Jesus impressionou os seus ouvintes porque ele falava com autoridade própria. Ele usava somente a Escritura para provar os seus ensinos, e ele fazia isso constantemente desafiando a tradição dos anciãos. Até mesmo quando ele concordava com certa parte da tradição, como no caso da controvérsia sobre o divórcio, ele não citava essa tradição para apoiá-lo. Ele não disse “Conforme a escola de Shammai, o divórcio só é permitido em caso de adultério”, e sim “Está escrito: Deus os fez homem e mulher. Por essa razão, deixará o homem seu pai e sua mãe etc”. Os autoproclamados guardiões da ortodoxia histórica só se sentem seguros porque estão inseridos em uma tradição favorita. A Escritura é para eles meramente acessória.
Eu não sou nenhum adepto do anti-intelectualismo. Eu leio livros de teologia. Mas eu me dirijo a eles buscando insights, não verdades primárias. Eu leio os teólogos porque eles podem ter percebido coisas que eu ainda não percebi sozinho na Escritura. Eles são uma maneira de ganhar tempo. Mas somente a Bíblia é suficiente para fornecer todas as verdades primárias e a interpretação correta delas. Assim, se eu vou ler Agostinho, ou Calvino ou algum puritano, ou a Confissão de Fé de Westminster, eu vou verificar se esses escritos adiantam alguma clareza na interpretação bíblica. Mas eu não me eximo de julgá-los pela Escritura que conheço.
Portanto, se tal ou qual “grande teólogo” da história teve depressão ou sofreu com enfermidades por toda a vida, eu não dou a mínima. Ele não é o meu “teto” de espiritualidade. Jesus é o meu teto. Jesus foi crucificado por mim, não Calvino. Eu fui batizado em nome de Jesus, não de Spurgeon. Eu serei julgado por Jesus e de acordo com os ensinos de Jesus no último dia, não por qualquer puritano ou pai da igreja. Eles não são meus intercessores. Então, se Jesus diz que eu posso ter uma fé capaz de mover montanhas e que posso curar enfermos impondo as mãos sobre eles, eu não preciso da permissão nem do exemplo prévio de nenhum teólogo. O fracasso deles não precisa ser meu. No que eles foram bons, posso aprender com eles. No que foram ruins, problema deles. Ora, Paulo disse aos gálatas que até se um anjo vindo do céu — não um demônio, mas um anjo como Gabriel ou Miguel — viesse pregar um evangelho diferente, que fosse anátema. Quanto menos consideração um cristão deveria ter por um mero humano que pregou um evangelho de doença, sofrimento desnecessário e cessação de poderes!

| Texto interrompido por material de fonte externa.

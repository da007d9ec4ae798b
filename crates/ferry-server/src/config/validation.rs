/*
 *  Copyright 2025-2026 Colliery Software
 *
 *  Licensed under the Apache License, Version 2.0 (the "License");
 *  you may not use this file except in compliance with the License.
 *  You may obtain a copy of the License at
 *
 *      http://www.apache.org/licenses/LICENSE-2.0
 *
 *  Unless required by applicable law or agreed to in writing, software
 *  distributed under the License is distributed on an "AS IS" BASIS,
 *  WITHOUT WARRANTIES OR CONDITIONS OF ANY KIND, either express or implied.
 *  See the License for the specific language governing permissions and
 *  limitations under the License.
 */

use crate::config::{types::*, ConfigValidationError};
use std::net::SocketAddr;

pub trait Validate {
    fn validate(&self) -> Result<(), ConfigValidationError>;
}

impl Validate for FerryConfig {
    fn validate(&self) -> Result<(), ConfigValidationError> {
        let mut errors = Vec::new();

        if let Err(e) = self.database.validate() {
            errors.push(e);
        }
        if let Err(e) = self.server.validate() {
            errors.push(e);
        }
        if let Err(e) = self.relay.validate() {
            errors.push(e);
        }
        if let Err(e) = self.janitor.validate() {
            errors.push(e);
        }

        match errors.len() {
            0 => Ok(()),
            1 => Err(errors.remove(0)),
            _ => Err(ConfigValidationError::Multiple { errors }),
        }
    }
}

impl Validate for DatabaseConfig {
    fn validate(&self) -> Result<(), ConfigValidationError> {
        let path = self.url.strip_prefix("sqlite://").unwrap_or(&self.url);
        if path.trim().is_empty() {
            return Err(ConfigValidationError::EmptyDatabaseUrl);
        }
        Ok(())
    }
}

impl Validate for ServerConfig {
    fn validate(&self) -> Result<(), ConfigValidationError> {
        if self.bind_address.parse::<SocketAddr>().is_err() {
            return Err(ConfigValidationError::InvalidBindAddress {
                address: self.bind_address.clone(),
            });
        }

        if !url_scheme_is_http(&self.public_url) {
            return Err(ConfigValidationError::InvalidPublicUrl {
                url: self.public_url.clone(),
            });
        }

        Ok(())
    }
}

impl Validate for RelaySettings {
    fn validate(&self) -> Result<(), ConfigValidationError> {
        if self.callback_timeout_secs == 0 {
            return Err(ConfigValidationError::ZeroInterval {
                field: "relay.callback_timeout_secs",
            });
        }
        if self.event_capacity == 0 {
            return Err(ConfigValidationError::ZeroInterval {
                field: "relay.event_capacity",
            });
        }
        if let Some(name) = self
            .categories
            .iter()
            .find(|name| name.trim().is_empty() || name.contains('/'))
        {
            return Err(ConfigValidationError::InvalidCategory { name: name.clone() });
        }
        Ok(())
    }
}

impl Validate for JanitorSettings {
    fn validate(&self) -> Result<(), ConfigValidationError> {
        let intervals = [
            ("janitor.maintenance_interval_secs", self.maintenance_interval_secs),
            ("janitor.stale_lock_secs", self.stale_lock_secs),
            ("janitor.request_timeout_secs", self.request_timeout_secs),
            ("janitor.retention_interval_secs", self.retention_interval_secs),
            ("janitor.retention_days", self.retention_days),
        ];

        if let Some((field, _)) = intervals.iter().find(|(_, value)| *value == 0) {
            return Err(ConfigValidationError::ZeroInterval { field: *field });
        }
        if self.expire_after_secs == Some(0) {
            return Err(ConfigValidationError::ZeroInterval {
                field: "janitor.expire_after_secs",
            });
        }
        Ok(())
    }
}

fn url_scheme_is_http(value: &str) -> bool {
    (value.starts_with("http://") || value.starts_with("https://"))
        && value.split("://").nth(1).is_some_and(|rest| !rest.is_empty())
}
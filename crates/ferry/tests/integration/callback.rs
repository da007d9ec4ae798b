/*
 *  Copyright 2025-2026 Colliery Software
 *
 *  Licensed under the Apache License, Version 2.0 (the "License");
 *  you may not use this file except in compliance with the License.
 *  You may obtain a copy of the License at
 *
 *      http://www.apache.org/licenses/LICENSE-2.0
 *
 *  Unless required by applicable law or agreed to in writing, software
 *  distributed under the License is distributed on an "AS IS" BASIS,
 *  WITHOUT WARRANTIES OR CONDITIONS OF ANY KIND, either express or implied.
 *  See the License for the specific language governing permissions and
 *  limitations under the License.
 */

//! HTTP callback delivery against a mock originator.

use ferry::{
    CallbackDispatcher, CallbackPayload, DeliveryPool, DispatcherConfig, HttpCallbackDispatcher,
    RequestStatus,
};
use mockito::Matcher;
use serde_json::json;
use std::sync::Arc;
use std::time::Duration;

fn quick_dispatcher(max_retries: u32) -> HttpCallbackDispatcher {
    HttpCallbackDispatcher::new(
        DispatcherConfig::builder()
            .request_timeout(Duration::from_secs(2))
            .backoff(Duration::from_millis(10))
            .max_retries(max_retries)
            .build(),
    )
    .unwrap()
}

fn success_payload() -> CallbackPayload {
    CallbackPayload {
        category: "logincheckrequest".to_string(),
        identifier: "00001".to_string(),
        status: RequestStatus::Success,
        worker_id: Some("pc-1".to_string()),
    }
}

#[tokio::test]
async fn test_delivers_json_body() {
    let mut server = mockito::Server::new_async().await;
    let mock = server
        .mock("POST", "/cb")
        .match_header("content-type", "application/json")
        .match_body(Matcher::Json(json!({
            "category": "logincheckrequest",
            "identifier": "00001",
            "status": "success",
            "worker_id": "pc-1"
        })))
        .with_status(200)
        .expect(1)
        .create_async()
        .await;

    let delivered = quick_dispatcher(3)
        .deliver(&format!("{}/cb", server.url()), &success_payload())
        .await;

    assert!(delivered);
    mock.assert_async().await;
}

#[tokio::test]
async fn test_timeout_payload_has_null_worker() {
    let mut server = mockito::Server::new_async().await;
    let mock = server
        .mock("POST", "/cb")
        .match_body(Matcher::Json(json!({
            "category": "connectioncheck",
            "identifier": "00003",
            "status": "timeout",
            "worker_id": null
        })))
        .with_status(204)
        .create_async()
        .await;

    let payload = CallbackPayload {
        category: "connectioncheck".to_string(),
        identifier: "00003".to_string(),
        status: RequestStatus::Timeout,
        worker_id: None,
    };
    assert!(
        quick_dispatcher(0)
            .deliver(&format!("{}/cb", server.url()), &payload)
            .await
    );
    mock.assert_async().await;
}

#[tokio::test]
async fn test_retries_after_server_error() {
    let mut server = mockito::Server::new_async().await;
    let failing = server
        .mock("POST", "/cb")
        .with_status(500)
        .expect(1)
        .create_async()
        .await;

    let dispatcher = quick_dispatcher(3);
    let address = format!("{}/cb", server.url());

    // First attempt hits the failing mock; once it is spent, the next mock
    // answers the retry.
    let recovering = server
        .mock("POST", "/cb")
        .with_status(200)
        .expect(1)
        .create_async()
        .await;

    assert!(dispatcher.deliver(&address, &success_payload()).await);
    failing.assert_async().await;
    recovering.assert_async().await;
}

#[tokio::test]
async fn test_gives_up_after_max_retries() {
    let mut server = mockito::Server::new_async().await;
    let mock = server
        .mock("POST", "/cb")
        .with_status(503)
        .expect(3)
        .create_async()
        .await;

    let delivered = quick_dispatcher(2)
        .deliver(&format!("{}/cb", server.url()), &success_payload())
        .await;

    assert!(!delivered);
    mock.assert_async().await;
}

#[tokio::test]
async fn test_unreachable_address_is_not_delivered() {
    // Port 9 (discard) on localhost is not expected to accept connections.
    let delivered = quick_dispatcher(1)
        .deliver("http://127.0.0.1:9/cb", &success_payload())
        .await;
    assert!(!delivered);
}

#[tokio::test]
async fn test_delivery_pool_runs_in_background() {
    let mut server = mockito::Server::new_async().await;
    let mock = server
        .mock("POST", "/cb")
        .with_status(200)
        .expect(2)
        .create_async()
        .await;

    let pool = DeliveryPool::new(Arc::new(quick_dispatcher(0)));
    let address = format!("{}/cb", server.url());

    pool.enqueue(address.clone(), success_payload()).await;
    pool.enqueue(address, success_payload()).await;

    assert_eq!(pool.drain().await, 2);
    assert_eq!(pool.pending().await, 0);
    mock.assert_async().await;
}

Queridos cessacionistas e reformados cheios de confissões e tradições: cresçam. Essa dependência emocional da tradição e de um punhado de teólogos famosos é pura criancice, como de quem diz ao coleguinha da escola “Meu pai bate no seu!”. Vão aprender o que é “sola scriptura” com Jesus, que a utilizou contra tudo o que discordava dela, por mais tradicional e histórico que fosse.